Sama nazwa miejsca, będącego celem wypraw, może wzbudzić pewne rozterki, zawahania i kontrowersje. Poczucie nieścisłości jest usprawiedliwione, ponieważ spotka się pisownię: Prehyba, Przechyba, Przehyba, a w starszych źródłach Perehyba. W Beskidzie Żywieckim wchodzimy na Przegibek - bardziej spolszczona nazwa... o tym samym źródłosłowie. Sporo tego zamętu! "Prehyba" oznacza przełęcz, została zapożyczona, przez Rusinów - zamieszkującyh te tereny, zwane Rusią Szlachtowską - od Słowaków. Myślę, że teraz już zaczyna się wszystko zgadzać.


Warianty dojazdu na Prehybę opisane w przewodniku




1. Szlachtowa – Szczawnica – Sewerynówka – Czeremcha – Prehyba (k), lub (k k)
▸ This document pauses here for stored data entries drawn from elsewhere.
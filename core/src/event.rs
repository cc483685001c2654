//! World events: the append-only record of what each tick did.
//!
//! RULE: events are produced only by the resolver and passive rules,
//! attached to the tick that produced them, and never edited afterwards.

use crate::{
    command::DiplomacyAction,
    error::Rejection,
    hex::HexCoord,
    types::{CommandId, GameId, PlayerId, ResourceBag, Tick, UnitId},
    world::{Stance, Terrain},
};
use serde::{Deserialize, Serialize};

/// Every event emitted during resolution.
#[derive(Debug, Clone, PartialEq, Eq, Serialize, Deserialize)]
#[serde(tag = "type", rename_all = "snake_case")]
pub enum GameEvent {
    // ── Command outcomes ───────────────────────────
    CommandRejected {
        command_id: CommandId,
        player_id: PlayerId,
        reason: Rejection,
    },
    UnitMoved {
        unit_id: UnitId,
        from: HexCoord,
        to: HexCoord,
        cost: u32,
    },
    CombatResolved {
        attacker: UnitId,
        defender: UnitId,
        damage: i32,
        counter_damage: i32,
        /// Seed of the combat roll, kept so the fight can be re-derived.
        seed: u64,
    },
    UnitDied {
        unit_id: UnitId,
        owner: PlayerId,
        at: HexCoord,
        killed_by: Option<UnitId>,
    },
    StructureStarted {
        player_id: PlayerId,
        structure: String,
        at: HexCoord,
    },
    ResearchStarted {
        player_id: PlayerId,
        tech: String,
    },
    DiplomacyChanged {
        player_id: PlayerId,
        with: PlayerId,
        action: DiplomacyAction,
        stance: Stance,
    },
    ItemLooted {
        unit_id: UnitId,
        item_id: String,
        at: HexCoord,
    },
    Interacted {
        unit_id: UnitId,
        interactable_id: String,
        at: HexCoord,
    },

    // ── Passive rules ──────────────────────────────
    ResourcesProduced {
        player_id: PlayerId,
        produced: ResourceBag,
    },
    StructureCompleted {
        player_id: PlayerId,
        structure: String,
        at: HexCoord,
    },
    ResearchCompleted {
        player_id: PlayerId,
        tech: String,
    },
    EffectExpired {
        unit_id: Option<UnitId>,
        at: Option<HexCoord>,
        effect: String,
    },
    ItemDespawned {
        item_id: String,
        at: HexCoord,
    },
    Windfall {
        resource: String,
        amount: i64,
    },
    ItemSpawned {
        item_id: String,
        at: HexCoord,
    },
    TerrainShifted {
        at: HexCoord,
        terrain: Terrain,
    },
}

impl GameEvent {
    /// Stable name used for the event_type column.
    pub fn type_name(&self) -> &'static str {
        match self {
            Self::CommandRejected { .. } => "command_rejected",
            Self::UnitMoved { .. } => "unit_moved",
            Self::CombatResolved { .. } => "combat_resolved",
            Self::UnitDied { .. } => "unit_died",
            Self::StructureStarted { .. } => "structure_started",
            Self::ResearchStarted { .. } => "research_started",
            Self::DiplomacyChanged { .. } => "diplomacy_changed",
            Self::ItemLooted { .. } => "item_looted",
            Self::Interacted { .. } => "interacted",
            Self::ResourcesProduced { .. } => "resources_produced",
            Self::StructureCompleted { .. } => "structure_completed",
            Self::ResearchCompleted { .. } => "research_completed",
            Self::EffectExpired { .. } => "effect_expired",
            Self::ItemDespawned { .. } => "item_despawned",
            Self::Windfall { .. } => "windfall",
            Self::ItemSpawned { .. } => "item_spawned",
            Self::TerrainShifted { .. } => "terrain_shifted",
        }
    }
}

/// A world event attached to the tick that produced it.
#[derive(Debug, Clone, PartialEq, Eq, Serialize, Deserialize)]
pub struct GlobalEvent {
    pub tick: Tick,
    /// Position within the tick, starting at 0.
    pub seq: u32,
    /// Which stage emitted it: "commands" or a passive rule name.
    pub source: String,
    pub event: GameEvent,
}

/// The event log entry as persisted to SQLite.
#[derive(Debug, Clone, Serialize, Deserialize)]
pub struct EventLogEntry {
    pub id: Option<i64>,
    pub game_id: GameId,
    pub tick: Tick,
    pub seq: u32,
    pub source: String,
    pub event_type: String,
    pub payload: String, // JSON-serialized GameEvent
}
Poruszając się w terminologii wysokogórskiej niniejszy wariant potraktujmy jako tzw. drogę normalną na Prehybę – wariant najprostszy orientacyjnie, przewidywalny technicznie, możliwy do przejechania nawet w deszczu, czy po zmroku obu miałem okazję doświadczyć. Ja na ogół zaczynałem tą trasę w Szlachtowej. Uważam, iż z uwagi na dogodny: rozległy i darmowy parking pod kościołem, jak również możliwość powrotu w to samo miejsce inną trasą to bardzo dobry punkt startowy. Można oczywiście rozpocząć trasę nawet przed samą Sewerynówką, albo zostawiając samochód na parkingu pod wodospadem Zaskalnik. Na wyruszających ze Szlachtowej czeka długi zjazd do samej Szczawnicy – nawet niemal bez pedałowania by się dało... Już w dolinie, przejazd przez mostek nad Grajcarkiem - to już początek podjazdu. Należy jechać początkowo ulicą Sopotnicką później do wodospadu według niebieskiego szlaku pieszego. Dla chcących odpocząć i pozwiedzać pierwsza atrakcja to wodospad Zaskalnik – jedyny w okolicy. W okresie letnim to miejsce kąpieli ludności tubylczej i turystów. Nie ma co marzyć o spokoju i ciszy.

Wodospad Zaskalnik - fot. Lesław Obłój
Wodospad Zaskalnik

Sportowcy się za pewne dopiero cokolwiek rozgrzali więc w górę. Dojeżdżamy do kaplicy na Sewerynówce. W lecie odprawiane są tu Msze Święte. Tutaj należy podjąć decyzję odnośnie dalszej trasy. Więc tak jak na koloniach (dawniej na koloniach gdy autokar zatrzymywał się w lesie w celach fizjologicznych, padała taka komenda) : „chłopcy na prawo, dziewczynki na lewo” ... bzdura. Obie trasy są godne przejazdu - niezależnie od płci. Ta na lewo dłuższa ale łagodniejsza, wiedzie wzdłuż potoku Sopotnickiego, jest to stabilna droga, miejscami nawet jest bruk kamienny, długie odcinki są proste. Ale i w początkowym fragmencie ujęcie wody dla Szczawnicy, wyżej także kilka zabudowań w lesie psujących nastrój samotnej wycieczki.
Wracając do rozwidlenia przy Sewerynówce droga na prawo to konkretna wyrypa w stylu pienińskim. Jedziemy na prawo ! (k) Nie polecam prób jazdy szlakiem pieszym (odchodzi w prawą stronę nieco poniżej Sewerynówki) - nie nadaje się do tego, będzie za dużo prowadzenia roweru. Trzymajmy się leśnej szutrówki. Zapachy cudne las efektowny i bardziej dziki niż trasą (k). Tylko tempo bardzo słabe – nie należy się wstydzić wykorzystywania najwolniejszych przełożeń. Wieczorem jechałem w chmurze much (tak około milion owadów) , których z uwagi na tempo nie udało się przegonić, prędzej już zjeść, bo właziły wszędzie. Ale cóż przyroda !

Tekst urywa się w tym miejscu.